The report also identifies challenges to come, particularly better client education and a more rigorous enforcement of the BIM mandate.
Architects are the largest single group of respondents to the survey. There were more than 1,000 respondents, of whom nearly a third were architects.
BIM adoption within the architectural community
BIM is well embedded in architectural practice, with over two-thirds telling us they have adopted BIM (compared with 62% overall).
Of course, adopting BIM does not necessarily mean using it for every project, but one in five of those who have adopted BIM do so. Fifty-two per cent use BIM on more than 75% of their projects. Seventy per cent use it on a majority of projects. Architects are not adopting BIM in an experimental way; it is transforming how practices routinely carry out the business of design and delivery.
The graph below shows all architects’ current and projected use of BIM. Sixty-seven per cent are currently using BIM on some projects, with 13% using it on all projects, and 33% on a majority.
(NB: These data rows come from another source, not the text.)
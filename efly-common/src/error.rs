//! Shared error model for cross-crate APIs.

use thiserror::Error;

/// Unified result type used by all public interfaces in `emberfly-rs`.
pub type EflyResult<T> = Result<T, EflyError>;

/// High-level error categories for infrastructure failures.
///
/// Client-visible protocol errors never travel through this type: the dispatcher delivers them
/// on the connection reply sink and returns normally.
#[derive(Debug, Error, Clone, PartialEq, Eq)]
pub enum EflyError {
    /// Configuration is invalid for the requested operation.
    #[error("invalid configuration: {0}")]
    InvalidConfig(&'static str),

    /// Runtime state does not allow this operation.
    #[error("invalid runtime state: {0}")]
    InvalidState(&'static str),

    /// Client protocol payload is malformed or semantically invalid.
    #[error("protocol error: {0}")]
    Protocol(String),

    /// Filesystem or socket I/O failed.
    #[error("io error: {0}")]
    Io(String),
}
By next year, 90% of architects expect to be using BIM. Within five years, 96% expect to be using it on at least some projects, and half expect to be using it on all projects. Of course, intentions are not always realised, but the direction of travel is clear. In the coming years more practices will use BIM, and they will use it for more and more projects.
We also asked which levels of BIM people saw themselves as having reached. Over a quarter told us that they had reached level 1. Sixty-eight per cent said they had reached level 2 – this is the mandated level. Five percent tell us that they are at BIM level 3. What constitutes level 3 is still a work in progress, so perhaps those describing themselves as being at level 3 are those pushing collaborative BIM to its fullest current potential. Overall, architects described themselves as being at slightly lower levels than all respondents. Perhaps this reflects the architectural community’s understanding of the rigorous requirements of the levels.
There is a growing level of BIM skill and knowledge among the architectural community. Most architects assess them as confident in their skills and knowledge in BIM, with 20% describing themselves as very confident and 34% as quite confident. Less than a quarter describe themselves as not confident.
BIM and the Government mandate
The UK’s BIM mandate is strategic; it derives from the Government’s construction strategy. Within the strategy are four ambitious targets: lower cost, more rapid delivery, fewer greenhouse emissions and a better trade balance for construction products. The graph below shows the architecture community’s assessment of BIM’s ability to help meet those targets.
BIM will not stand in the way of meeting these targets, but it is only for cost reduction and more rapid delivery that a majority see it helping. Indeed, overall, architects are slightly less positive about BIM’s ability to help us meet these strategic aims than the wider respondent base.
Forty-seven per cent say the Government is on the right track with BIM, and only 19% do not.
There are areas for real concern though. Forty-three percent tell is that the Government is not enforcing the BIM mandate, 38% are unclear on what they have to do to meet it, and only 21% say the Government is delivering on it. With this as a backdrop, perhaps we can understand why only 23% believe the UK is the world leader in BIM.
What to make of this? Through the years we have been running the survey we have seen the design community come to routinely adopt BIM, and the level of sophistication of BIM understanding and application to grow commensurately. We might reasonably expect government departments to need a little time to embrace BIM fully and become the sophisticated BIM clients we need.
The mandate is just for centrally procured projects. Many of respondents’ comments mentioned that local government is behind, still at the start of the BIM journey. As the benefits of BIM become evident through central government projects, we might expect local government to increasingly request, or require, BIM on their projects.
Overall, for architects 2016 was a year in which BIM adoption increased, in which it was used on more projects, and in which its use has become deeper, as more practices move up the levels of BIM. These trends look set to continue.
While the architectural community has been somewhat critical of the implementation of the BIM mandate, these are early days. Given the leading role UK architecture has played in BIM, perhaps government departments will take a little time to catch up. With the clear government commitment to BIM, the cost savings and the faster delivery of buildings, there is good reason to think they will.